A special meeting of Auckland Council's governing body has been called for Thursday to consider a report recommending a $1.1 million study of three options - road tolls or "congestion charging", regional fuel taxes and higher parking fees.
Tolling - or "congestion charging" or whatever euphemism is employed - is the worst option.
Once a toll is set it is very easy to put it up and very difficult to remove it (the Tauranga Council kept charging tolls on a bridge even after the legal authority had ended and kept charging even when the Attorney-General sent a letter saying they were acting unlawfully!). And to toll any road that is already built and paid for is unacceptable, and iniquitous.
To ration the road in such a monetary way (tolls and also the penalties for not paying the toll) means that it will see the poor and working classes relatively disadvantaged and the wealthy unaffected. The only transport behaviour influenced will be at the lower income deciles who the staff at the Council imagine will forego their cars for (under-funded, patchy and sporadic) public transport and thus leave the middle classes (such as themselves) at greater ease on the motorways without all the peasants and their shit heaps clogging up their roads. A public sphere becoming a private sphere. The potential for a divided, first and second class, society will be one step closer if tolling is ever imposed.
The issue of civil rights, eg. freedom of movement, is a bit lofty for local government types to consider, but is of critical importance in understanding the philosophical implications of tolling. For a city such as Auckland, with the isthmus and two harbours creating natural barriers, the free passage of people and vessels and vehicles (for trade amongst other purposes) is important for the functioning of the city. Tamaki Makaurau - and the portages in particular - have always been a place of transit as well as a destination for many centuries.
The free passage through and within Tamaki Makaurau was established under Maori custom and ought to be respected as a useful and valuable principle. Treaties in the 1830s relating to the Tamaki river were made between tribes - it would be interesting to see what they have to say on the issue. The concept of free passage is worth defending and worth amplifying into the modern era by declaring that no tolls should be put on any roadway in the city. The question as to whether this should apply to new roads that will not be built without the tolling revenue (such as how the Auckland Harbour Bridge was funded) is a moot point typically dealt with by a fixed term of tolling (but see the Tauranga example above).
Preferred funding tools, based on 161 submissions:
57 % Tolling new roads
48 % Regional fuel tax
43 % Congestion charges on busy existing roads
38 % Property development levies
34 % Extra parking charges
28 % Extra airport departure taxes
26 % Visitor taxes
23 % Network tolls
23 % General rates
22 % Targeted rates.
My suggestion - one I've put to previous Councils - is the least popular: the targeted rate. At the moment (or at least under the old ARC - and why would it have changed?) there is a transport rate applied to areas with public transport. The map shows it is rather too wide - some areas with very sparse bus services are in the zone. I'm not sure how much money this raises, but it will be only a small fraction of the amount spent (the rest being general rates and central government subsidies).

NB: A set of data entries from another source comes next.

//! Mono audio buffer shared by every extractor stage.
//!
//! Decoded tracks are mixed down to a single channel and optionally cropped
//! before analysis. The buffer remembers how many leading samples the crop
//! removed so selection results can be mapped back to the uncropped track.

pub mod decode;

use crate::timeutils;

/// In-memory mono track with its source sample rate.
#[derive(Clone, Debug, Default, PartialEq)]
pub struct AudioBuffer {
    samples: Vec<f32>,
    sample_rate: u32,
    crop_offset: usize,
}

impl AudioBuffer {
    /// Wraps already-decoded mono samples.
    pub fn new(samples: Vec<f32>, sample_rate: u32) -> Self {
        Self {
            samples,
            sample_rate,
            crop_offset: 0,
        }
    }

    /// Samples remaining after any crop.
    pub fn len(&self) -> usize {
        self.samples.len()
    }

    /// True when no samples remain.
    pub fn is_empty(&self) -> bool {
        self.samples.is_empty()
    }

    /// Cropped sample data.
    pub fn samples(&self) -> &[f32] {
        &self.samples
    }

    /// Source sample rate in Hz.
    pub fn sample_rate(&self) -> u32 {
        self.sample_rate
    }

    /// Leading samples removed by [`AudioBuffer::crop`].
    ///
    /// Positions inside the cropped buffer plus this offset give positions in
    /// the original track.
    pub fn crop_offset(&self) -> usize {
        self.crop_offset
    }

    /// Discards `front` samples from the start and `back` from the end.
    ///
    /// Requests larger than the buffer saturate to an empty buffer rather
    /// than failing. Repeated crops accumulate into
    /// [`AudioBuffer::crop_offset`], so positions keep mapping back to the
    /// original track.
    pub fn crop(&mut self, front: usize, back: usize) {
        let start = front.min(self.samples.len());
        let end = self.samples.len().saturating_sub(back).max(start);
        self.samples.drain(end..);
        self.samples.drain(..start);
        self.crop_offset += start;
    }

    /// Converts seconds to a sample count at this buffer's rate.
    pub fn in_samples(&self, seconds: f64) -> usize {
        timeutils::in_samples(self.sample_rate, seconds)
    }

    /// Converts a sample count to seconds at this buffer's rate.
    pub fn in_seconds(&self, samples: usize) -> f64 {
        timeutils::in_seconds(self.sample_rate, samples)
    }
}
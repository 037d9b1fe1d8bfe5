//! Renders the selected excerpt by driving the external `sox` tool.
//!
//! The excerpt is trimmed out of the input file and faded at both ends in a
//! single sox invocation. A missing input file, a failure to launch sox, and
//! sox exiting unsuccessfully are reported as distinct errors so callers can
//! tell a bad path from a broken tool.

use std::path::{Path, PathBuf};
use std::process::Command;

use thiserror::Error;

const SOX_PROGRAM: &str = "sox";

/// Fade-up and fade-down durations in seconds.
#[derive(Clone, Copy, Debug, PartialEq)]
pub struct Fade {
    /// Seconds to fade up from silence at the excerpt start.
    pub fade_in: f64,
    /// Seconds to fade down to silence at the excerpt end.
    pub fade_out: f64,
}

/// Failure while rendering the excerpt.
#[derive(Debug, Error)]
pub enum RenderError {
    /// The input file does not exist.
    #[error("Input file {path} not found when creating thumbnail")]
    InputMissing {
        /// Path that was checked.
        path: PathBuf,
    },
    /// The sox process could not be launched at all.
    #[error("Failed to run {SOX_PROGRAM}: {source}")]
    Spawn {
        /// Underlying process error.
        source: std::io::Error,
    },
    /// sox ran but reported failure.
    #[error("{SOX_PROGRAM} exited with {status} while writing {path}")]
    Failed {
        /// Output file sox was asked to write.
        path: PathBuf,
        /// Exit status sox reported.
        status: std::process::ExitStatus,
    },
}

/// Trims `[start, start + duration)` seconds out of `input` into `output`,
/// fading both ends.
pub fn create_thumbnail(
    input: &Path,
    output: &Path,
    start_seconds: f64,
    duration_seconds: f64,
    fade: Fade,
) -> Result<(), RenderError> {
    if !input.is_file() {
        return Err(RenderError::InputMissing {
            path: input.to_path_buf(),
        });
    }
    let mut command = Command::new(SOX_PROGRAM);
    command
        .arg(input)
        .arg(output)
        .arg("trim")
        .arg(format_seconds(start_seconds))
        .arg(format_seconds(duration_seconds))
        .arg("fade")
        .arg("t")
        .arg(format_seconds(fade.fade_in))
        .arg(format_seconds(duration_seconds))
        .arg(format_seconds(fade.fade_out));
    tracing::debug!(?command, "invoking sox");
    let status = command
        .status()
        .map_err(|source| RenderError::Spawn { source })?;
    if !status.success() {
        return Err(RenderError::Failed {
            path: output.to_path_buf(),
            status,
        });
    }
    tracing::info!(
        input = %input.display(),
        output = %output.display(),
        start_seconds,
        duration_seconds,
        "rendered thumbnail"
    );
    Ok(())
}

/// Seconds as a plain decimal; sox rejects exponent notation.
fn format_seconds(seconds: f64) -> String {
    format!("{seconds:.6}")
}

#[cfg(test)]
mod tests {
    use super::*;

    #[test]
    fn missing_input_is_detected_before_spawning() {
        let err = create_thumbnail(
            Path::new("/nonexistent/input.wav"),
            Path::new("/tmp/out.wav"),
            0.0,
            10.0,
            Fade {
                fade_in: 0.5,
                fade_out: 0.5,
            },
        )
        .unwrap_err();
        assert!(matches!(err, RenderError::InputMissing { .. }));
        assert!(err.to_string().contains("input.wav"));
    }

    #[test]
    fn seconds_format_is_plain_decimal() {
        assert_eq!(format_seconds(0.5), "0.500000");
        assert_eq!(format_seconds(30.0), "30.000000");
        // Values that would print in exponent notation by default.
        assert_eq!(format_seconds(1e-7), "0.000000");
    }
}
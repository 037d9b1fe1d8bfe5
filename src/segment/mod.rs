//! Candidate segments and the boundary to the structure segmenter.
//!
//! The segmenter proposes `(start, end, type)` spans from a stream of
//! frequency-domain windows. It is consumed as a black box: window sizes are
//! dictated by the segmenter, and positions are expressed at whatever sample
//! rate it reports, which may differ from the source rate.

pub mod novelty;

use rustfft::num_complex::Complex;

use crate::analysis::{FeatureExtractor, FeaturesNotReadyError, WindowDomain, WindowFrame};

/// One candidate excerpt, annotated during selection.
#[derive(Clone, Copy, Debug, PartialEq)]
pub struct Segment {
    /// First sample of the span.
    pub start: usize,
    /// One past the last sample of the span.
    pub end: usize,
    /// Segmenter-assigned category id.
    pub kind: u32,
    /// Loudness metric, filled in by the selector.
    pub loudness: Option<f64>,
    /// Applause flag, filled in by the selector when avoidance is on.
    pub applause: Option<bool>,
}

impl Segment {
    /// Creates an unannotated segment.
    pub fn new(start: usize, end: usize, kind: u32) -> Self {
        Self {
            start,
            end,
            kind,
            loudness: None,
            applause: None,
        }
    }

    /// Span length in samples.
    pub fn len(&self) -> usize {
        self.end.saturating_sub(self.start)
    }

    /// True for a degenerate zero-length span.
    pub fn is_empty(&self) -> bool {
        self.end <= self.start
    }
}

/// Raw segmenter output: ordered spans plus the rate they are expressed at.
#[derive(Clone, Debug, Default, PartialEq)]
pub struct Segmentation {
    /// `(start, end, type)` spans, ordered by start.
    pub spans: Vec<(usize, usize, u32)>,
    /// Sample rate the span positions are expressed at.
    pub sample_rate: u32,
}

/// Contract the structure segmenter is consumed through.
///
/// Feed every window of the track, then call `finish` exactly once with the
/// desired number of segment types.
pub trait SegmentProvider {
    /// Window length the segmenter wants, in source samples.
    fn block_size(&self) -> usize;

    /// Interval between window starts, in source samples.
    fn step_size(&self) -> usize;

    /// Consumes the spectrum of one window starting at `timestamp`.
    fn feed(&mut self, spectrum: &[Complex<f32>], timestamp: usize);

    /// Clusters everything fed so far into at most `target_types` categories.
    fn finish(&mut self, target_types: u32) -> Segmentation;
}

/// Runs a [`SegmentProvider`] under the extractor framework.
///
/// Adapts the provider's feed/finish surface to the windowed driving loop so
/// segmentation runs over the track exactly like the other extractors.
pub struct SegmentExtractor {
    provider: Box<dyn SegmentProvider>,
    target_types: u32,
    segments: Vec<Segment>,
    segment_sample_rate: u32,
    done: bool,
}

impl SegmentExtractor {
    /// Default number of segment categories to ask for.
    pub const DEFAULT_TARGET_TYPES: u32 = 4;

    /// Wraps a provider, requesting `target_types` segment categories.
    pub fn new(provider: Box<dyn SegmentProvider>, target_types: u32) -> Self {
        Self {
            provider,
            target_types,
            segments: Vec::new(),
            segment_sample_rate: 0,
            done: false,
        }
    }

    /// Candidate segments, ordered by start.
    pub fn segments(&self) -> Result<&[Segment], FeaturesNotReadyError> {
        if !self.done {
            return Err(FeaturesNotReadyError);
        }
        Ok(&self.segments)
    }

    /// Rate the segment positions are expressed at, as reported by the
    /// segmenter itself.
    pub fn segment_sample_rate(&self) -> Result<u32, FeaturesNotReadyError> {
        if !self.done {
            return Err(FeaturesNotReadyError);
        }
        Ok(self.segment_sample_rate)
    }
}

impl FeatureExtractor for SegmentExtractor {
    fn block_size(&self) -> usize {
        self.provider.block_size()
    }

    fn step_size(&self) -> usize {
        self.provider.step_size()
    }

    fn domain(&self) -> WindowDomain {
        WindowDomain::Frequency
    }

    fn process_window(&mut self, frame: WindowFrame<'_>, timestamp: usize) {
        let WindowFrame::Frequency(spectrum) = frame else {
            return;
        };
        self.provider.feed(spectrum, timestamp);
    }

    fn finish(&mut self) {
        let segmentation = self.provider.finish(self.target_types);
        self.segment_sample_rate = segmentation.sample_rate;
        self.segments = segmentation
            .spans
            .iter()
            .map(|&(start, end, kind)| Segment::new(start, end, kind))
            .collect();
        for (index, segment) in self.segments.iter().enumerate() {
            tracing::debug!(
                index,
                start = segment.start,
                end = segment.end,
                kind = segment.kind,
                "candidate segment"
            );
        }
        self.done = true;
    }
}

#[cfg(test)]
mod tests {
    use super::*;
    use crate::analysis::process_all_audio;

    /// Provider that hands back a scripted segmentation.
    struct ScriptedProvider {
        block_size: usize,
        step_size: usize,
        result: Segmentation,
    }

    impl ScriptedProvider {
        fn new(spans: Vec<(usize, usize, u32)>, sample_rate: u32) -> Self {
            Self {
                block_size: 8,
                step_size: 4,
                result: Segmentation { spans, sample_rate },
            }
        }
    }

    impl SegmentProvider for ScriptedProvider {
        fn block_size(&self) -> usize {
            self.block_size
        }

        fn step_size(&self) -> usize {
            self.step_size
        }

        fn feed(&mut self, spectrum: &[Complex<f32>], _timestamp: usize) {
            assert_eq!(spectrum.len(), self.block_size);
        }

        fn finish(&mut self, _target_types: u32) -> Segmentation {
            self.result.clone()
        }
    }

    #[test]
    fn segment_length_is_end_minus_start() {
        let segment = Segment::new(10, 25, 0);
        assert_eq!(segment.len(), 15);
        assert!(!segment.is_empty());
        assert!(Segment::new(5, 5, 0).is_empty());
    }

    #[test]
    fn new_segments_start_unannotated() {
        let segment = Segment::new(0, 10, 2);
        assert_eq!(segment.loudness, None);
        assert_eq!(segment.applause, None);
    }

    #[test]
    fn adapter_reports_the_providers_window_geometry() {
        let extractor = SegmentExtractor::new(Box::new(ScriptedProvider::new(Vec::new(), 0)), 4);
        assert_eq!(extractor.block_size(), 8);
        assert_eq!(extractor.step_size(), 4);
        assert_eq!(extractor.domain(), WindowDomain::Frequency);
    }

    #[test]
    fn adapter_feeds_spectra_and_collects_spans_on_finish() {
        let provider = ScriptedProvider::new(vec![(0, 100, 0), (100, 240, 1)], 11_025);
        let mut extractor = SegmentExtractor::new(Box::new(provider), 4);
        let samples = vec![0.25; 16];
        process_all_audio(&mut extractor, &samples);
        let segments = extractor.segments().unwrap();
        assert_eq!(segments.len(), 2);
        assert_eq!(segments[0].start, 0);
        assert_eq!(segments[0].end, 100);
        assert_eq!(segments[1].kind, 1);
        assert_eq!(extractor.segment_sample_rate().unwrap(), 11_025);
    }

    #[test]
    fn segments_are_guarded_until_finish() {
        let extractor = SegmentExtractor::new(Box::new(ScriptedProvider::new(Vec::new(), 0)), 4);
        assert!(extractor.segments().is_err());
        assert!(extractor.segment_sample_rate().is_err());
    }
}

A stand-alone rail authority is the only realistic way that Auckland's rail infrastructure will be planned, built and managed - with its own board, with its own funding and under its own statute, free of the Council lolly-grabbing at present where the expense, difficulties and long-term nature of rail will always mean the funds are distributed to the shitty buses and other peripheral things, with rail losing out every time, every year, year in and year out since the 1920s when a CBD rail tunnel was first planned, and especially since they dismantled the tramways in the late 1950s and opted for a motorway culture. A separate rail authority would change that, but it seems politically beyond the small minds in office and the even smaller minds in the bureaucracy to contemplate any of this. (As an example of how fixed the staff are, the last time I checked there were NO feasibility studies whatsoever into bringing rail to the North Shore!)
The funding for the rail authority should come from their own targetted rate - to be set narrower than the present general public transport rate: a whole rate in areas 1km from a station and a half rate from 1km to 2km from a station. 2km is about 15-20 minutes walk. It may be the least popular idea but there is a practical justification in so far as properties closer to a train station would be expected to have higher valuations because of the proximity.